Strings Attached: Helen Haiman Joseph’s A Book of Marionettes (1920)
Anybody who grew up with Shari Lewis’ Lamb Chop, Fred Rogers’ King Friday XIII, or Jim Henson’s Muppets will surely feel that they have entered a more expansive puppet realm at the outset of Helen Haiman Joseph’s A Book of Marionettes (1920). Late one evening in Cleveland, Ohio as she makes alterations to their costumes, a cast of stringed characters from Anglo-Irish dramatist Lord Dunsany’s otherworldly drama The Golden Doom — the Chief Prophet of the Stars, the Chamberlain, a pair of Spies, and a Priest — treat Joseph as rudely and defiantly as Pinocchio abused Geppetto. Beating her retreat from this imagined Lilliputian assault, the weary marionette seamstress overhears them vainly reciting their august, cosmopolitan ancestry, from the ancient Indian Ramayana, Japanese jōruri dramas, and medieval Passion plays to pugilistic stars like Pulcinella, Punch, Kasperle and Karaghöz, on down to the devotion of modern immortals spanning from Shakespeare, Voltaire, and Goethe to George Bernard Shaw and Maurice Maeterlinck.
The first comprehensive history of marionette artistry in the English language, A Book of Marionettes appeared at a watershed moment in both American and world puppetry, after a century of artistic and technical innovation, and before the cinema’s global supplanting of human attention and storytelling. Drawing on her field study of European puppetry, Helen Haiman Joseph magisterially surveys the millennia-long world history of string and silhouette marionettes. Born seemingly simultaneously with organized religion, the little creatures never leave their creators’ sides, fully capable of expressing the entire range of human emotion and experience in every corner of the globe, in every age. Enlisted as surrogate actors, marionettes perform with their necessarily circumscribed mechanical gestures deeds of immense gravity, all while barely touching the earth. As Joseph moves adeptly through the ever-dynamic world of marionette theaters, one gets the feeling that she is actually narrating a kind of alternate history of the world, one that is altogether more joyously humane than any epic recounted about mere human beings.
Granted the power to subvert any worldly authority, marionettes, as Joseph proves, perennially overthrow all social, political, religious, and even artistic conventions. When Martin Luther’s Calvinist confrères refused to administer the sacrament to actors, they became puppeteers. On more than a few occasions, both puppeteers and puppets found themselves behind bars, so effective was their satire against oppressive ecclesiastics and governments. Since the modern Western state arose at a time when marionette theaters were ubiquitous, the diminutive legion was always at hand to model courage and stoutheartedness for their momentarily cowed audiences. That Shakespeare’s Julius Caesar, Christopher Marlowe’s Massacre of Paris, and Ben Jonson’s Every Man Out of His Humour were inspired by puppet plays, or that Lord Byron drew his model of Don Juan from a Punch & Judy piece titled The Libertine Destroyed, suggests the deep fraternity of modern drama with its little brother.
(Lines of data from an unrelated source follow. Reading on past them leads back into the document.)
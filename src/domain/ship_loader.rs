use std::path::Path;

use crate::domain::cargo::cargo_unit::CargoUnit;
use crate::domain::inventory::inventory_trait::Inventory;
use crate::domain::planner::loading_plan::LoadingPlan;
use crate::domain::utils::id::{CargoUnitId, SlotId};
use crate::domain::vessel::vessel::Vessel;
use crate::error::Result;
use crate::loader::plan_codec;

/// Result of applying a single plan entry.
#[derive(Debug, Clone, Copy, PartialEq, Eq, Hash)]
pub enum LoadOutcome {
    Placed,
    /// The inventory does not (or no longer) hold the cargo unit.
    CargoNotFound,
    /// The vessel has no slot with the planned id. The unit is kept in [`LoadReport::rejected`].
    SlotNotFound,
    /// The planned slot is full. The unit is kept in [`LoadReport::rejected`].
    CapacityExceeded,
}

#[derive(Debug, Clone)]
pub struct LoadRecord {
    pub cargo: CargoUnitId,
    pub slot: SlotId,
    pub outcome: LoadOutcome,
}

/// Outcome of a loader run, one record per plan entry.
#[derive(Debug, Default)]
pub struct LoadReport {
    pub records: Vec<LoadRecord>,

    /// Units taken from the inventory that could not be placed. Ownership goes back to the caller.
    pub rejected: Vec<CargoUnit>,
}

impl LoadReport {
    pub fn count(&self, outcome: LoadOutcome) -> usize {
        self.records.iter().filter(|record| record.outcome == outcome).count()
    }

    pub fn placed(&self) -> usize {
        self.count(LoadOutcome::Placed)
    }

    pub fn outcome_of(&self, cargo: CargoUnitId) -> Option<LoadOutcome> {
        self.records.iter().find(|record| record.cargo == cargo).map(|record| record.outcome)
    }

    /// `true` if every plan entry was placed.
    pub fn is_complete(&self) -> bool {
        self.records.iter().all(|record| record.outcome == LoadOutcome::Placed)
    }
}

/// Moves cargo units from an inventory onto the vessel as prescribed by a loading plan.
///
/// This is the only component that mutates the real vessel and the inventory.
#[derive(Debug, Clone, Default)]
pub struct ShipLoader;

impl ShipLoader {
    pub fn new() -> Self {
        Self
    }

    /// Applies `plan`, entries ordered by cargo id.
    pub fn load<I: Inventory + ?Sized>(&self, plan: &LoadingPlan, inventory: &mut I, vessel: &mut Vessel) -> LoadReport {
        let mut report = LoadReport::default();
        let vessel_id = vessel.id();

        for (cargo, slot_id) in plan.sorted_entries() {
            let outcome = match inventory.remove_unit_by_id(cargo) {
                None => {
                    log::warn!("Cargo unit {} is not in the inventory, plan entry skipped.", cargo);
                    LoadOutcome::CargoNotFound
                }
                Some(unit) => match vessel.find_slot_mut(slot_id) {
                    None => {
                        log::warn!("Slot {} does not exist on vessel {}, cargo unit {} not placed.", slot_id, vessel_id, cargo);
                        report.rejected.push(unit);
                        LoadOutcome::SlotNotFound
                    }
                    Some(slot) => match slot.place(unit) {
                        Ok(()) => LoadOutcome::Placed,
                        Err(e) => {
                            log::warn!("{}", e);
                            report.rejected.push(e.into_unit());
                            LoadOutcome::CapacityExceeded
                        }
                    },
                },
            };

            report.records.push(LoadRecord { cargo, slot: slot_id, outcome });
        }

        log::info!(
            "Loaded {} of {} planned cargo units ({} not found, {} unknown slot, {} capacity exceeded).",
            report.placed(),
            plan.len(),
            report.count(LoadOutcome::CargoNotFound),
            report.count(LoadOutcome::SlotNotFound),
            report.count(LoadOutcome::CapacityExceeded)
        );

        report
    }

    /// Reads the plan from `path` and applies it.
    ///
    /// Malformed plans and I/O failures are returned before the vessel or inventory is touched.
    pub fn load_from_file<P: AsRef<Path>, I: Inventory + ?Sized>(&self, path: P, inventory: &mut I, vessel: &mut Vessel) -> Result<LoadReport> {
        let plan = plan_codec::read_plan_from_file(path)?;
        Ok(self.load(&plan, inventory, vessel))
    }
}
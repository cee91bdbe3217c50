pub mod inventory_trait;
pub mod terminal;
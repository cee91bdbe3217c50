use crate::domain::cargo::shipping_company::ShippingCompany;
use crate::domain::utils::id::{CargoUnitId, SlotId};

/// A shipping container waiting in the terminal or stowed on a vessel.
///
/// Identity, weight, heavy flag and carrier are fixed at creation. The only mutable part is
/// the back-reference to the slot holding the unit, which is written by
/// [`Slot::place`](crate::domain::storage::slot::Slot::place) and nowhere else.
#[derive(Debug, Clone, PartialEq)]
pub struct CargoUnit {
    id: CargoUnitId,
    weight: f64,
    is_heavy: bool,
    shipping_company: ShippingCompany,
    slot: Option<SlotId>,
}

impl CargoUnit {
    pub fn new(weight: f64, is_heavy: bool, shipping_company: ShippingCompany) -> Self {
        Self::with_id(CargoUnitId::new(), weight, is_heavy, shipping_company)
    }

    pub fn with_id(id: CargoUnitId, weight: f64, is_heavy: bool, shipping_company: ShippingCompany) -> Self {
        CargoUnit { id, weight, is_heavy, shipping_company, slot: None }
    }

    pub fn id(&self) -> CargoUnitId {
        self.id
    }

    pub fn weight(&self) -> f64 {
        self.weight
    }

    pub fn is_heavy(&self) -> bool {
        self.is_heavy
    }

    pub fn shipping_company(&self) -> ShippingCompany {
        self.shipping_company
    }

    /// The slot currently holding this unit, `None` while the unit is still in the terminal.
    pub fn slot(&self) -> Option<SlotId> {
        self.slot
    }

    pub(crate) fn set_slot(&mut self, slot: SlotId) {
        self.slot = Some(slot);
    }
}
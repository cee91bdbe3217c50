use serde::Deserialize;

use crate::domain::storage::slot::DEFAULT_STACK_CAPACITY;

/// Root of the JSON stowage configuration. Every field falls back to the reference scenario.
#[derive(Debug, Clone, Deserialize)]
#[serde(rename_all = "camelCase", default)]
pub struct StowageConfigDto {
    pub vessel: VesselDto,
    pub terminal: TerminalDto,
    pub population: PopulationDto,
    /// Planner name, see `PlannerType::from_str`.
    pub planner: String,
    pub plan_file: String,
}

impl Default for StowageConfigDto {
    fn default() -> Self {
        StowageConfigDto {
            vessel: VesselDto::default(),
            terminal: TerminalDto::default(),
            population: PopulationDto::default(),
            planner: "Balancing".to_string(),
            plan_file: "loading_plan.csv".to_string(),
        }
    }
}

#[derive(Debug, Clone, Deserialize)]
#[serde(rename_all = "camelCase", default)]
pub struct VesselDto {
    pub sections: usize,
    pub slots_per_side: usize,
    pub max_stack_size: usize,
}

impl Default for VesselDto {
    fn default() -> Self {
        VesselDto { sections: 20, slots_per_side: 4, max_stack_size: DEFAULT_STACK_CAPACITY }
    }
}

#[derive(Debug, Clone, Deserialize)]
#[serde(rename_all = "camelCase", default)]
pub struct TerminalDto {
    pub rows: usize,
    pub cols: usize,
}

impl Default for TerminalDto {
    fn default() -> Self {
        TerminalDto { rows: 75, cols: 90 }
    }
}

#[derive(Debug, Clone, Deserialize)]
#[serde(rename_all = "camelCase", default)]
pub struct PopulationDto {
    pub size: usize,
    pub seed: u64,
    pub min_weight: f64,
    pub max_weight: f64,
}

impl Default for PopulationDto {
    fn default() -> Self {
        PopulationDto { size: 4000, seed: 42, min_weight: 12500.0, max_weight: 32500.0 }
    }
}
Helen Joseph’s experience as both a scholar and marionette artist gives us a panoramic view that encompasses: Drury Lane Theater petitioning in 1675 to prohibit Punch from the neighborhood, since he significantly reduced their box office receipts; enterprising eighteenth-century barber-dentists using marionettes to attract patients for tooth extraction; Erotikon Theatron’s 1862–63 caprices, which saw contemporary luminaries such as actors Sarah Bernhardt, statesman-philosopher Jules Simon, and dramatist Alfred de Musset animated as petite pupazzi by journalist Lemercier de Neuville, assisted by an extraordinary tribe of fellow marionette amateurs that included illustrator Gustave Doré, poet Théodore de Banville, and composer Georges Bizet. And while calling for American schools to teach national history through filiopietistic puppet plays, the author points to American puppetry’s hidden history of collaboration with blackface minstrelsy.
Given the robust portrait she paints of the early twentieth-century marionette theater, Joseph’s chapter “Plea for Polichinelle” seems puzzling at first glance, until she calls upon her beloved marionettes “as an antidote for the overdose of moving pictures from which an overwhelming number of us are unconsciously suffering atrophy of the imagination”. Though she sides with “Über-marionette” proponent Gordon Craig’s prediction that when some future archaeologist uncovers a film projector buried in ruins, “the Burattini will still be alive and kicking”, Joseph failed to foresee a more insidious foe: America’s propensity for social and artistic neoteny, which, aided by television, reduced its richly variegated marionette heritage of craggy indigenous folk caricature to a vaudevillian mob of puffy felt-and-Styrofoam juveniles.